======== DATA TO PROCESS

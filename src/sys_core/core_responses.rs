// ----- Imports ----- //

use serde_json::json;

use crate::sys_core::core_routing::HttpResponse;

// ----- Responses ----- //
pub fn response_ok(content_type: &'static str, body: Vec<u8>) -> HttpResponse {
    HttpResponse {
        status_line: "HTTP/1.1 200 OK",
        content_type,
        body,
    }
}

pub fn response_not_found(msg: &str) -> HttpResponse {
    HttpResponse {
        status_line: "HTTP/1.1 404 NOT FOUND",
        content_type: "text/plain; charset=utf-8",
        body: msg.as_bytes().to_vec(),
    }
}

pub fn response_method_not_allowed() -> HttpResponse {
    HttpResponse {
        status_line: "HTTP/1.1 405 METHOD NOT ALLOWED",
        content_type: "text/plain; charset=utf-8",
        body: b"Method not allowed".to_vec(),
    }
}

pub fn response_internal_error(msg: &str) -> HttpResponse {
    HttpResponse {
        status_line: "HTTP/1.1 500 INTERNAL SERVER ERROR",
        content_type: "application/json; charset=utf-8",
        body: json!({ "error": msg }).to_string().into_bytes(),
    }
}

// Upstream (AI provider) failure, reported as a generic JSON error
pub fn response_bad_gateway(msg: &str) -> HttpResponse {
    HttpResponse {
        status_line: "HTTP/1.1 502 BAD GATEWAY",
        content_type: "application/json; charset=utf-8",
        body: json!({ "error": msg }).to_string().into_bytes(),
    }
}
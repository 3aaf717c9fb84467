// Copyright (c) 2024-2026 Nervosys LLC
// SPDX-License-Identifier: Apache-2.0
//! Export inspection commands

use anyhow::Result;
use colored::*;
use std::path::PathBuf;
use tabled::{settings::Style as TableStyle, Table, Tabled};

use crate::config::AppConfig;
use crate::export::ExportExtractor;

#[derive(Tabled)]
struct PageRow {
    #[tabled(rename = "Title")]
    title: String,
    #[tabled(rename = "Page Id")]
    id: String,
    #[tabled(rename = "Size (KB)")]
    size_kb: String,
}

#[derive(Tabled)]
struct DatabaseRow {
    #[tabled(rename = "Database")]
    name: String,
    #[tabled(rename = "Entries")]
    entries: usize,
    #[tabled(rename = "Path")]
    path: String,
}

fn extractor_for(dir: Option<PathBuf>) -> Result<ExportExtractor> {
    let dir = match dir {
        Some(d) => d,
        None => AppConfig::from_env()?.export_dir,
    };
    Ok(ExportExtractor::new(dir))
}

/// List pages recovered from the export tree.
pub fn export_scan(dir: Option<PathBuf>, json: bool) -> Result<()> {
    let pages = extractor_for(dir)?.extract_page_ids()?;

    if json {
        println!("{}", serde_json::to_string_pretty(&pages)?);
        return Ok(());
    }

    if pages.is_empty() {
        println!("{} No pages with ids found in export", "[!]".yellow());
        return Ok(());
    }

    let rows: Vec<PageRow> = pages
        .iter()
        .map(|p| PageRow {
            title: if p.title.is_empty() {
                "(untitled)".to_string()
            } else {
                p.title.clone()
            },
            id: p.id.clone(),
            size_kb: format!("{:.2}", p.file_size_kb),
        })
        .collect();
    println!("{}", Table::new(rows).with(TableStyle::rounded()));
    println!("{} {} pages", "[+]".green(), pages.len());
    Ok(())
}

/// List database folders detected in the export tree.
pub fn export_databases(dir: Option<PathBuf>, json: bool) -> Result<()> {
    let databases = extractor_for(dir)?.detect_databases()?;

    if json {
        println!("{}", serde_json::to_string_pretty(&databases)?);
        return Ok(());
    }

    if databases.is_empty() {
        println!("{} No database folders found in export", "[!]".yellow());
        return Ok(());
    }

    let rows: Vec<DatabaseRow> = databases
        .iter()
        .map(|d| DatabaseRow {
            name: if d.name.is_empty() {
                "(unnamed)".to_string()
            } else {
                d.name.clone()
            },
            entries: d.entries,
            path: d.path.clone(),
        })
        .collect();
    println!("{}", Table::new(rows).with(TableStyle::rounded()));
    println!("{} {} databases", "[+]".green(), databases.len());
    Ok(())
}

/// Print export summary statistics.
pub fn export_summary(dir: Option<PathBuf>) -> Result<()> {
    let summary = extractor_for(dir)?.summary()?;

    println!("\n{} Export Summary", "[*]".blue());
    println!("{}", "=".repeat(50));
    println!("  Directory:  {}", summary.export_dir.cyan());
    println!("  Pages:      {}", summary.total_pages.to_string().bold());
    println!("  Databases:  {}", summary.total_databases);
    println!("  Size:       {:.2} MB", summary.export_size_mb);
    Ok(())
}
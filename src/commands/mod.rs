// Copyright (c) 2024-2026 Nervosys LLC
// SPDX-License-Identifier: Apache-2.0
//! Command implementations

mod analyze;
mod cache_cmds;
mod config_cmds;
mod export_cmds;
mod fetch;

pub use analyze::*;
pub use cache_cmds::*;
pub use config_cmds::*;
pub use export_cmds::*;
pub use fetch::*;

use anyhow::Result;

use crate::api::WorkspaceApiClient;
use crate::cache::{SnapshotCache, PAGES_CACHE, PAGES_CHECKPOINT_CACHE, USERS_CACHE};
use crate::config::AppConfig;
use crate::models::{PageRecord, UserDirectory};

/// Load the workspace snapshot, cache-first.
///
/// With `refresh`, the cache is bypassed and refetched. With `offline`,
/// a cold cache is an error rather than a network call.
pub(crate) fn load_snapshot(
    config: &AppConfig,
    offline: bool,
    refresh: bool,
) -> Result<(Vec<PageRecord>, UserDirectory)> {
    let cache = SnapshotCache::new(&config.cache_dir);

    if !refresh && cache.contains(USERS_CACHE) && cache.contains(PAGES_CACHE) {
        let users: UserDirectory = cache.load(USERS_CACHE)?;
        let pages: Vec<PageRecord> = cache.load(PAGES_CACHE)?;
        log::info!(
            "loaded snapshot from cache: {} pages, {} users",
            pages.len(),
            users.len()
        );
        return Ok((pages, users));
    }

    if offline {
        let missing = if cache.contains(USERS_CACHE) {
            PAGES_CACHE
        } else {
            USERS_CACHE
        };
        return Err(crate::error::WuiError::CacheMiss(missing.to_string()).into());
    }

    let client = WorkspaceApiClient::new(config)?;
    let users = client.list_users()?;
    let pages = client.search_pages(|partial| {
        if let Err(e) = cache.store(PAGES_CHECKPOINT_CACHE, &partial) {
            log::warn!("checkpoint write failed: {}", e);
        }
    })?;

    cache.store(USERS_CACHE, &users)?;
    cache.store(PAGES_CACHE, &pages)?;
    cache.remove(PAGES_CHECKPOINT_CACHE)?;
    Ok((pages, users))
}
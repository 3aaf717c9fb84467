//! Integration tests for export scanning
//!
//! Builds a nested export tree the way the workspace export ships it:
//! pages at several depths, database folders with CSVs, and stray files
//! without page ids.

use std::fs;
use tempfile::TempDir;

use wui::export::{format_page_id, ExportExtractor};

const HEX_ROOT: &str = "aaaaaaaaaaaaaaaaaaaaaaaaaaaaaaaa";
const HEX_CHILD: &str = "bbbbbbbbbbbbbbbbbbbbbbbbbbbbbbbb";
const HEX_DB: &str = "cccccccccccccccccccccccccccccccc";
const HEX_ROW: &str = "dddddddddddddddddddddddddddddddd";

fn build_export() -> TempDir {
    let dir = TempDir::new().unwrap();
    let root = dir.path();

    fs::write(root.join(format!("Home {}.md", HEX_ROOT)), "# Home").unwrap();

    let section = root.join(format!("Home {}", HEX_ROOT));
    fs::create_dir(&section).unwrap();
    fs::write(
        section.join(format!("Meeting Notes {}.md", HEX_CHILD)),
        "# Notes",
    )
    .unwrap();

    let db = section.join(format!("Projects {}", HEX_DB));
    fs::create_dir(&db).unwrap();
    fs::write(db.join(format!("Projects {}.csv", HEX_DB)), "Name,Status\n").unwrap();
    fs::write(db.join(format!("Apollo {}.md", HEX_ROW)), "# Apollo").unwrap();

    fs::write(root.join("export-log.txt"), "not a page").unwrap();
    fs::write(root.join("README.md"), "no id").unwrap();
    dir
}

#[test]
fn test_scan_recurses_into_nested_folders() {
    let dir = build_export();
    let pages = ExportExtractor::new(dir.path()).extract_page_ids().unwrap();
    assert_eq!(pages.len(), 3);

    let titles: Vec<&str> = pages.iter().map(|p| p.title.as_str()).collect();
    assert!(titles.contains(&"Home"));
    assert!(titles.contains(&"Meeting Notes"));
    assert!(titles.contains(&"Apollo"));
}

#[test]
fn test_scan_results_are_sorted_by_path() {
    let dir = build_export();
    let pages = ExportExtractor::new(dir.path()).extract_page_ids().unwrap();
    let paths: Vec<&str> = pages.iter().map(|p| p.path.as_str()).collect();
    let mut sorted = paths.clone();
    sorted.sort();
    assert_eq!(paths, sorted);
}

#[test]
fn test_page_ids_are_hyphenated() {
    let dir = build_export();
    let pages = ExportExtractor::new(dir.path()).extract_page_ids().unwrap();
    let expected = format_page_id(HEX_CHILD).unwrap();
    assert!(pages.iter().any(|p| p.id == expected));
    assert!(pages.iter().all(|p| p.id.len() == 36));
}

#[test]
fn test_database_detection_strips_id_from_name() {
    let dir = build_export();
    let dbs = ExportExtractor::new(dir.path()).detect_databases().unwrap();
    assert_eq!(dbs.len(), 1);
    assert_eq!(dbs[0].name, "Projects");
    assert_eq!(dbs[0].entries, 1); // only the Apollo row, not nested files
}

#[test]
fn test_summary_spans_the_whole_tree() {
    let dir = build_export();
    let summary = ExportExtractor::new(dir.path()).summary().unwrap();
    assert_eq!(summary.total_pages, 3);
    assert_eq!(summary.total_databases, 1);
    assert!(summary.export_size_mb >= 0.0);
}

================

EXERCISE OBJECTIVE: Output, please, only the lines running from the start of the entries through the line that contains "fn extractor_for(dir: Option<PathBuf>)", including both of those lines.

WRITTEN SOLUTION:
filename src/sys_core/core_responses.rs
// ----- Imports ----- //

use serde_json::json;

use crate::sys_core::core_routing::HttpResponse;

// ----- Responses ----- //
pub fn response_ok(content_type: &'static str, body: Vec<u8>) -> HttpResponse {
    HttpResponse {
        status_line: "HTTP/1.1 200 OK",
        content_type,
        body,
    }
}

pub fn response_not_found(msg: &str) -> HttpResponse {
    HttpResponse {
        status_line: "HTTP/1.1 404 NOT FOUND",
        content_type: "text/plain; charset=utf-8",
        body: msg.as_bytes().to_vec(),
    }
}

pub fn response_method_not_allowed() -> HttpResponse {
    HttpResponse {
        status_line: "HTTP/1.1 405 METHOD NOT ALLOWED",
        content_type: "text/plain; charset=utf-8",
        body: b"Method not allowed".to_vec(),
    }
}

pub fn response_internal_error(msg: &str) -> HttpResponse {
    HttpResponse {
        status_line: "HTTP/1.1 500 INTERNAL SERVER ERROR",
        content_type: "application/json; charset=utf-8",
        body: json!({ "error": msg }).to_string().into_bytes(),
    }
}

// Upstream (AI provider) failure, reported as a generic JSON error
pub fn response_bad_gateway(msg: &str) -> HttpResponse {
    HttpResponse {
        status_line: "HTTP/1.1 502 BAD GATEWAY",
        content_type: "application/json; charset=utf-8",
        body: json!({ "error": msg }).to_string().into_bytes(),
    }
}
repository 3aaf717c9fb84467
// Copyright (c) 2024-2026 Nervosys LLC
// SPDX-License-Identifier: Apache-2.0
//! Export inspection commands

use anyhow::Result;
use colored::*;
use std::path::PathBuf;
use tabled::{settings::Style as TableStyle, Table, Tabled};

use crate::config::AppConfig;
use crate::export::ExportExtractor;

#[derive(Tabled)]
struct PageRow {
    #[tabled(rename = "Title")]
    title: String,
    #[tabled(rename = "Page Id")]
    id: String,
    #[tabled(rename = "Size (KB)")]
    size_kb: String,
}

#[derive(Tabled)]
struct DatabaseRow {
    #[tabled(rename = "Database")]
    name: String,
    #[tabled(rename = "Entries")]
    entries: usize,
    #[tabled(rename = "Path")]
    path: String,
}

fn extractor_for(dir: Option<PathBuf>) -> Result<ExportExtractor> {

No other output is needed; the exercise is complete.